CIS490/references/IEEE 9881803 — network-behavior trust scoring.md

Per-device trust from network behaviour

IEEE Xplore document 9881803 (https://ieeexplore.ieee.org/document/9881803).

This paper is the citation behind the motivation scene in the deck — specifically the claim that a per-host detector becomes much stronger when its output is combined with network-level behaviour signals (peer observations, gateway traffic patterns, cross-host relationships) to compute a fleet-wide trust score.

What we borrow

• Trust as a multi-source aggregate. A single host's classifier is noisy by itself; the paper makes the case that trust should be computed from local verdicts plus network behaviour, not either alone. Our per-host detector is positioned as one input to that broader signal — not a final verdict.
• Fast-recovery framing. Detection time gates how quickly a device can be reset to a known-good snapshot.
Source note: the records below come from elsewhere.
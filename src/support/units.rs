//! Display units and extensions to [`uom`].
//!
//! Calculators hold every physical value as a [`uom`] quantity in SI. The
//! unit enums in this module are the selectors a form offers next to each
//! field: each one knows its symbol and its factor relative to the SI base
//! unit, and converts in both directions through [`UnitTable`].
//!
//! ```
//! use physcalc::support::units::{LengthUnit, UnitTable};
//! use uom::si::length::meter;
//!
//! let d = LengthUnit::Foot.to_base(10.0);
//! assert!((d.get::<meter>() - 3.048).abs() < 1e-12);
//! assert!((LengthUnit::Inch.from_base(d) - 120.0).abs() < 1e-9);
//! ```
//!
//! ## Quantities missing from `uom`
//!
//! [`Wavenumber`] (reciprocal length) has no alias in [`uom`] and is
//! declared here.
//!
//! ## Temperature differences
//!
//! [`TemperatureDifference::minus`] subtracts two absolute temperatures and
//! returns a [`TemperatureInterval`](uom::si::f64::TemperatureInterval).

mod quantities;
mod table;
mod tables;
mod temperature;
mod temperature_difference;

pub use quantities::{KinematicViscosity, Wavenumber, WavenumberUnit, per_meter};
pub use table::{UnitTable, UnknownUnit};
pub use tables::{
    AccelerationUnit, AmountUnit, AngleUnit, CapacitanceUnit, ChargeUnit, CurrentUnit,
    DensityUnit, DynamicViscosityUnit, EnergyUnit, ForceUnit, FrequencyUnit,
    KinematicViscosityUnit, LengthUnit, PressureUnit, ResistanceUnit, TimeUnit, VelocityUnit,
    VoltageUnit, VolumeUnit,
};
pub use temperature::TemperatureUnit;
pub use temperature_difference::TemperatureDifference;
//! Ohm's law, `V = IR`, with dissipated power.

mod core;

pub use self::core::{OperatingPoint, OppositeSigns};

use thiserror::Error;
use twine_core::Model;
use uom::si::power::watt;

use crate::support::{
    constraint::{NonZero, StrictlyPositive},
    format::NumberFormat,
    input::{Field, InputError},
    recipe::{Reading, Recipe},
    units::{CurrentUnit, ResistanceUnit, VoltageUnit},
};

/// Ohm's law calculator.
#[derive(Debug, Clone, Copy, Default)]
pub struct OhmsLaw {
    pub format: NumberFormat,
}

/// The unknown.
#[derive(Debug, Clone, Copy, PartialEq, Eq, Hash)]
pub enum OhmsLawMode {
    Resistance,
    Voltage,
    Current,
}

/// The field for the unknown is ignored; its unit selects the display unit.
#[derive(Debug, Clone, PartialEq, Eq)]
pub struct OhmsLawForm {
    pub mode: OhmsLawMode,
    pub voltage: Field<VoltageUnit>,
    pub current: Field<CurrentUnit>,
    pub resistance: Field<ResistanceUnit>,
}

#[derive(Debug, Clone, PartialEq)]
pub struct OhmsLawOutput {
    pub point: OperatingPoint,
    /// The solved quantity in its display unit.
    pub result: Reading,
    /// Watts.
    pub power: Reading,
    pub steps: Recipe,
}

#[derive(Debug, Clone, PartialEq, Error)]
pub enum OhmsLawError {
    #[error(transparent)]
    Input(#[from] InputError),

    #[error(transparent)]
    OppositeSigns(#[from] OppositeSigns),
}

impl Model for OhmsLaw {
    type Input = OhmsLawForm;
    type Output = OhmsLawOutput;
    type Error = OhmsLawError;

    fn call(&self, input: &Self::Input) -> Result<Self::Output, Self::Error> {
        let fmt = &self.format;
        let mut steps = Recipe::new();

        let (point, result) = match input.mode {
            OhmsLawMode::Resistance => {
                let v = input.voltage.required::<NonZero>("voltage")?;
                let i = input.current.required::<NonZero>("current")?;
                let point = OperatingPoint::from_voltage_and_current(v, i)?;
                let result = Reading::of(point.resistance, input.resistance.unit, fmt);
                steps.push("R = V / I");
                steps.push(format!(
                    "R = {} / {} = {result}",
                    Reading::of(point.voltage, input.voltage.unit, fmt),
                    Reading::of(point.current, input.current.unit, fmt),
                ));
                (point, result)
            }
            OhmsLawMode::Voltage => {
                let i = input.current.required::<NonZero>("current")?;
                let r = input.resistance.required::<StrictlyPositive>("resistance")?;
                let point = OperatingPoint::from_current_and_resistance(i, r);
                let result = Reading::of(point.voltage, input.voltage.unit, fmt);
                steps.push("V = I × R");
                steps.push(format!(
                    "V = {} × {} = {result}",
                    Reading::of(point.current, input.current.unit, fmt),
                    Reading::of(point.resistance, input.resistance.unit, fmt),
                ));
                (point, result)
            }
            OhmsLawMode::Current => {
                let v = input.voltage.required::<NonZero>("voltage")?;
                let r = input.resistance.required::<StrictlyPositive>("resistance")?;
                let point = OperatingPoint::from_voltage_and_resistance(v, r);
                let result = Reading::of(point.current, input.current.unit, fmt);
                steps.push("I = V / R");
                steps.push(format!(
                    "I = {} / {} = {result}",
                    Reading::of(point.voltage, input.voltage.unit, fmt),
                    Reading::of(point.resistance, input.resistance.unit, fmt),
                ));
                (point, result)
            }
        };

        let power = Reading::new(point.power().get::<watt>(), "W", fmt);
        steps.push(format!("P = V × I = {power}"));

        tracing::debug!(mode = ?input.mode, result = %result, "ohm's law solved");

        Ok(OhmsLawOutput {
            point,
            result,
            power,
            steps,
        })
    }
}

#[cfg(test)]
mod tests {
    use super::*;

    use approx::assert_relative_eq;

    use crate::support::constraint::ConstraintError;

    fn form(mode: OhmsLawMode, v: &str, i: &str, r: &str) -> OhmsLawForm {
        OhmsLawForm {
            mode,
            voltage: Field::new(v, VoltageUnit::Volt),
            current: Field::new(i, CurrentUnit::Milliampere),
            resistance: Field::new(r, ResistanceUnit::Kiloohm),
        }
    }

    #[test]
    fn solve_each_mode() {
        let calc = OhmsLaw::default();

        let out = calc.call(&form(OhmsLawMode::Resistance, "5", "2", "")).unwrap();
        assert_eq!(out.result.to_string(), "2.5 kΩ");
        assert_eq!(out.power.to_string(), "0.01 W");

        let out = calc.call(&form(OhmsLawMode::Voltage, "", "2", "2.5")).unwrap();
        assert_relative_eq!(out.result.value, 5.0, max_relative = 1e-12);

        let out = calc.call(&form(OhmsLawMode::Current, "5", "", "2.5")).unwrap();
        assert_relative_eq!(out.result.value, 2.0, max_relative = 1e-12);
        assert_eq!(out.steps.lines()[0], "I = V / R");
    }

    #[test]
    fn ignores_the_unknown_field() {
        let out = OhmsLaw::default()
            .call(&form(OhmsLawMode::Voltage, "not a number", "1", "1"))
            .unwrap();
        assert_relative_eq!(out.result.value, 1.0, max_relative = 1e-12);
    }

    #[test]
    fn validation() {
        let calc = OhmsLaw::default();
        assert_eq!(
            calc.call(&form(OhmsLawMode::Resistance, "0", "1", "")),
            Err(OhmsLawError::Input(InputError::Constraint {
                field: "voltage",
                source: ConstraintError::Zero,
            }))
        );
        assert_eq!(
            calc.call(&form(OhmsLawMode::Current, "5", "", "-1")),
            Err(OhmsLawError::Input(InputError::Constraint {
                field: "resistance",
                source: ConstraintError::Negative,
            }))
        );
        assert_eq!(
            calc.call(&form(OhmsLawMode::Resistance, "5", "-1", "")),
            Err(OhmsLawError::OppositeSigns(OppositeSigns))
        );
    }
}
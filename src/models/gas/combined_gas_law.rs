//! Combined gas law, `P₁V₁ / T₁ = P₂V₂ / T₂`.
//!
//! One of the six quantities is chosen as the unknown; the other five are
//! required.

mod core;

pub use self::core::GasState;

use thiserror::Error;
use twine_core::Model;
use uom::si::{
    f64::{TemperatureInterval, ThermodynamicTemperature},
    pressure::pascal,
    temperature_interval::kelvin as delta_kelvin,
    thermodynamic_temperature::kelvin,
    volume::cubic_meter,
};

use crate::support::{
    constraint::StrictlyPositive,
    format::NumberFormat,
    input::{self, Field, InputError},
    recipe::{Reading, Recipe},
    units::{PressureUnit, TemperatureDifference, TemperatureUnit, VolumeUnit},
};

/// Combined gas law calculator.
#[derive(Debug, Clone, Copy)]
pub struct CombinedGasLaw {
    pub format: NumberFormat,
}

impl Default for CombinedGasLaw {
    fn default() -> Self {
        Self {
            format: NumberFormat::STATE,
        }
    }
}

/// The quantity to solve for.
#[derive(Debug, Clone, Copy, PartialEq, Eq, Hash)]
pub enum Unknown {
    P1,
    V1,
    T1,
    P2,
    V2,
    T2,
}

impl Unknown {
    /// Subscripted symbol, e.g. `"T₂"`.
    #[must_use]
    pub fn symbol(self) -> &'static str {
        match self {
            Self::P1 => "P₁",
            Self::V1 => "V₁",
            Self::T1 => "T₁",
            Self::P2 => "P₂",
            Self::V2 => "V₂",
            Self::T2 => "T₂",
        }
    }
}

impl std::fmt::Display for Unknown {
    fn fmt(&self, f: &mut std::fmt::Formatter<'_>) -> std::fmt::Result {
        f.write_str(self.symbol())
    }
}

/// Fields for one side of the law.
#[derive(Debug, Clone, PartialEq, Eq)]
pub struct StateFields {
    pub pressure: Field<PressureUnit>,
    pub volume: Field<VolumeUnit>,
    pub temperature: Field<TemperatureUnit>,
}

#[derive(Debug, Clone, PartialEq, Eq)]
pub struct CombinedGasForm {
    pub unknown: Unknown,
    pub initial: StateFields,
    pub final_state: StateFields,
}

#[derive(Debug, Clone, PartialEq)]
pub struct CombinedGasOutput {
    pub initial: GasState,
    pub final_state: GasState,
    /// The unknown in the unit chosen for its field.
    pub result: Reading,
    /// `T₂ - T₁`.
    pub temperature_change: TemperatureInterval,
    pub steps: Recipe,
}

#[derive(Debug, Clone, PartialEq, Error)]
pub enum CombinedGasError {
    #[error(transparent)]
    Input(#[from] InputError),
}

/// Names for each side's fields, used in error messages, and the unknowns
/// that side can hold in `P, V, T` order.
struct Names {
    label: &'static str,
    pressure: &'static str,
    volume: &'static str,
    temperature: &'static str,
    quantities: [Unknown; 3],
}

const INITIAL: Names = Names {
    label: "Initial",
    pressure: "P1",
    volume: "V1",
    temperature: "T1",
    quantities: [Unknown::P1, Unknown::V1, Unknown::T1],
};

const FINAL: Names = Names {
    label: "Final",
    pressure: "P2",
    volume: "V2",
    temperature: "T2",
    quantities: [Unknown::P2, Unknown::V2, Unknown::T2],
};

impl StateFields {
    fn read(&self, names: &Names) -> Result<GasState, InputError> {
        Ok(GasState::new(
            self.pressure.required::<StrictlyPositive>(names.pressure)?,
            self.volume.required::<StrictlyPositive>(names.volume)?,
            self.temperature(names)?,
        ))
    }

    fn temperature(&self, names: &Names) -> Result<ThermodynamicTemperature, InputError> {
        input::require(names.temperature, self.temperature.absolute(names.temperature)?)
    }
}

impl Model for CombinedGasLaw {
    type Input = CombinedGasForm;
    type Output = CombinedGasOutput;
    type Error = CombinedGasError;

    fn call(&self, input: &Self::Input) -> Result<Self::Output, Self::Error> {
        let fmt = &self.format;
        let (a, b) = (&input.initial, &input.final_state);
        let mut steps = Recipe::new();
        steps.push("P₁V₁ / T₁ = P₂V₂ / T₂");

        let (initial, final_state, result) = match input.unknown {
            Unknown::P1 | Unknown::V1 | Unknown::T1 => {
                let known = b.read(&FINAL)?;
                let solved = solve_side(input.unknown, a, &INITIAL, &known)?;
                let result = reading(input.unknown, a, &solved, fmt);
                (solved, known, result)
            }
            Unknown::P2 | Unknown::V2 | Unknown::T2 => {
                let known = a.read(&INITIAL)?;
                let solved = solve_side(input.unknown, b, &FINAL, &known)?;
                let result = reading(input.unknown, b, &solved, fmt);
                (known, solved, result)
            }
        };

        steps.push(substituted(&INITIAL, a, &initial, input.unknown, fmt));
        steps.push(substituted(&FINAL, b, &final_state, input.unknown, fmt));
        steps.push(match input.unknown {
            Unknown::P1 => "P₁ = P₂V₂T₁ / (T₂V₁)",
            Unknown::V1 => "V₁ = P₂V₂T₁ / (T₂P₁)",
            Unknown::T1 => "T₁ = P₁V₁T₂ / (P₂V₂)",
            Unknown::P2 => "P₂ = P₁V₁T₂ / (T₁V₂)",
            Unknown::V2 => "V₂ = P₁V₁T₂ / (T₁P₂)",
            Unknown::T2 => "T₂ = P₂V₂T₁ / (P₁V₁)",
        });
        let solved = match input.unknown {
            Unknown::P1 | Unknown::V1 | Unknown::T1 => &initial,
            Unknown::P2 | Unknown::V2 | Unknown::T2 => &final_state,
        };
        steps.push(format!(
            "{} = {result} ({})",
            input.unknown,
            si_reading(input.unknown, solved, fmt)
        ));

        let temperature_change = final_state.temperature.minus(initial.temperature);
        steps.push(format!(
            "ΔT = {} K",
            fmt.format(temperature_change.get::<delta_kelvin>())
        ));

        tracing::debug!(
            unknown = ?input.unknown,
            invariant = initial.invariant(),
            result = %result,
            "combined gas law solved"
        );

        Ok(CombinedGasOutput {
            initial,
            final_state,
            result,
            temperature_change,
            steps,
        })
    }
}

/// Solves the side holding the unknown from that side's two known fields.
fn solve_side(
    unknown: Unknown,
    fields: &StateFields,
    names: &Names,
    other: &GasState,
) -> Result<GasState, InputError> {
    Ok(match unknown {
        Unknown::P1 | Unknown::P2 => other.pressure_at(
            fields.volume.required::<StrictlyPositive>(names.volume)?,
            fields.temperature(names)?,
        ),
        Unknown::V1 | Unknown::V2 => other.volume_at(
            fields.pressure.required::<StrictlyPositive>(names.pressure)?,
            fields.temperature(names)?,
        ),
        Unknown::T1 | Unknown::T2 => other.temperature_at(
            fields.pressure.required::<StrictlyPositive>(names.pressure)?,
            fields.volume.required::<StrictlyPositive>(names.volume)?,
        ),
    })
}

/// One side's known values as entered, e.g. `Final: P₂ = 200 kPa, V₂ = 3 L`.
fn substituted(
    names: &Names,
    fields: &StateFields,
    state: &GasState,
    unknown: Unknown,
    fmt: &NumberFormat,
) -> String {
    let [p, v, t] = names.quantities;
    let values = [
        (p, Reading::of(state.pressure, fields.pressure.unit, fmt)),
        (v, Reading::of(state.volume, fields.volume.unit, fmt)),
        (t, Reading::of(state.temperature, fields.temperature.unit, fmt)),
    ];
    let known: Vec<String> = values
        .into_iter()
        .filter(|(quantity, _)| *quantity != unknown)
        .map(|(quantity, value)| format!("{quantity} = {value}"))
        .collect();
    format!("{}: {}", names.label, known.join(", "))
}

/// The unknown in SI units.
fn si_reading(unknown: Unknown, state: &GasState, fmt: &NumberFormat) -> Reading {
    match unknown {
        Unknown::P1 | Unknown::P2 => Reading::new(state.pressure.get::<pascal>(), "Pa", fmt),
        Unknown::V1 | Unknown::V2 => Reading::new(state.volume.get::<cubic_meter>(), "m³", fmt),
        Unknown::T1 | Unknown::T2 => Reading::new(state.temperature.get::<kelvin>(), "K", fmt),
    }
}

fn reading(unknown: Unknown, fields: &StateFields, state: &GasState, fmt: &NumberFormat) -> Reading {
    match unknown {
        Unknown::P1 | Unknown::P2 => Reading::of(state.pressure, fields.pressure.unit, fmt),
        Unknown::V1 | Unknown::V2 => Reading::of(state.volume, fields.volume.unit, fmt),
        Unknown::T1 | Unknown::T2 => Reading::of(state.temperature, fields.temperature.unit, fmt),
    }
}

#[cfg(test)]
mod tests {
    use super::*;

    use approx::assert_relative_eq;

    fn fields(p: &str, v: &str, t: &str) -> StateFields {
        StateFields {
            pressure: Field::new(p, PressureUnit::Atmosphere),
            volume: Field::new(v, VolumeUnit::Liter),
            temperature: Field::new(t, TemperatureUnit::Celsius),
        }
    }

    fn law_holds(out: &CombinedGasOutput) {
        let lhs = out.initial.pressure.get::<pascal>() * out.initial.volume.get::<cubic_meter>()
            / out.initial.temperature.get::<kelvin>();
        let rhs = out.final_state.pressure.get::<pascal>()
            * out.final_state.volume.get::<cubic_meter>()
            / out.final_state.temperature.get::<kelvin>();
        assert_relative_eq!(lhs, rhs, max_relative = 1e-12);
    }

    #[test]
    fn law_holds_for_every_unknown() {
        let calc = CombinedGasLaw::default();
        for unknown in [
            Unknown::P1,
            Unknown::V1,
            Unknown::T1,
            Unknown::P2,
            Unknown::V2,
            Unknown::T2,
        ] {
            let form = CombinedGasForm {
                unknown,
                initial: fields("1", "10", "25"),
                final_state: fields("2.5", "6", "100"),
            };
            let out = calc.call(&form).unwrap();
            law_holds(&out);
        }
    }

    #[test]
    fn final_volume_in_display_units() {
        let form = CombinedGasForm {
            unknown: Unknown::V2,
            initial: fields("1", "22.4", "0"),
            final_state: fields("2", "", "0"),
        };
        let out = CombinedGasLaw::default().call(&form).unwrap();
        assert_relative_eq!(out.result.value, 11.2, max_relative = 1e-12);
        assert_eq!(out.result.to_string(), "11.2 L");
        assert_relative_eq!(out.temperature_change.get::<delta_kelvin>(), 0.0, epsilon = 1e-12);
    }

    #[test]
    fn final_temperature_in_celsius() {
        let form = CombinedGasForm {
            unknown: Unknown::T2,
            initial: fields("1", "1", "0"),
            final_state: fields("2", "1", ""),
        };
        let out = CombinedGasLaw::default().call(&form).unwrap();
        assert_relative_eq!(out.result.value, 273.15, max_relative = 1e-12);
        assert_eq!(out.result.unit, "°C");
        assert_relative_eq!(out.temperature_change.get::<delta_kelvin>(), 273.15, max_relative = 1e-12);
    }

    #[test]
    fn rejects_absolute_zero_and_blanks() {
        let calc = CombinedGasLaw::default();
        let frozen = CombinedGasForm {
            unknown: Unknown::P2,
            initial: fields("1", "1", "-300"),
            final_state: fields("", "1", "20"),
        };
        assert_eq!(
            calc.call(&frozen),
            Err(CombinedGasError::Input(InputError::AbsoluteZero { field: "T1" }))
        );

        let blank = CombinedGasForm {
            unknown: Unknown::P2,
            initial: fields("1", "", "20"),
            final_state: fields("", "1", "20"),
        };
        assert_eq!(
            calc.call(&blank),
            Err(CombinedGasError::Input(InputError::Missing { field: "V1" }))
        );
    }

    #[test]
    fn steps_show_entered_values() {
        let form = CombinedGasForm {
            unknown: Unknown::T2,
            initial: StateFields {
                pressure: Field::new("100", PressureUnit::Kilopascal),
                volume: Field::new("2", VolumeUnit::Liter),
                temperature: Field::new("300", TemperatureUnit::Kelvin),
            },
            final_state: StateFields {
                pressure: Field::new("200", PressureUnit::Kilopascal),
                volume: Field::new("3", VolumeUnit::Liter),
                temperature: Field::new("", TemperatureUnit::Kelvin),
            },
        };
        let out = CombinedGasLaw::default().call(&form).unwrap();
        assert_eq!(
            out.steps.lines(),
            [
                "P₁V₁ / T₁ = P₂V₂ / T₂",
                "Initial: P₁ = 100 kPa, V₁ = 2 L, T₁ = 300 K",
                "Final: P₂ = 200 kPa, V₂ = 3 L",
                "T₂ = P₂V₂T₁ / (P₁V₁)",
                "T₂ = 900 K (900 K)",
                "ΔT = 600 K",
            ]
        );
    }

    #[test]
    fn unknown_displays_subscript() {
        assert_eq!(Unknown::V1.to_string(), "V₁");
    }
}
The motivation scene borrows this framing to argue that low detection latency directly shrinks both blast radius (containment) and forensic dwell time (recovery).

Where it differs

• Their focus is the trust-aggregation layer above per-device classifiers; this project focuses on the per-device classifier itself. The paper's argument is what makes our local model worth building well — even a lossy on-host signal is useful when it's combined with the rest of the fleet's view.

If/when the PDF is dropped into this directory with a matching stem, the references viewer in the deck will pick it up automatically. Until then this sidecar stands alone as the citation note.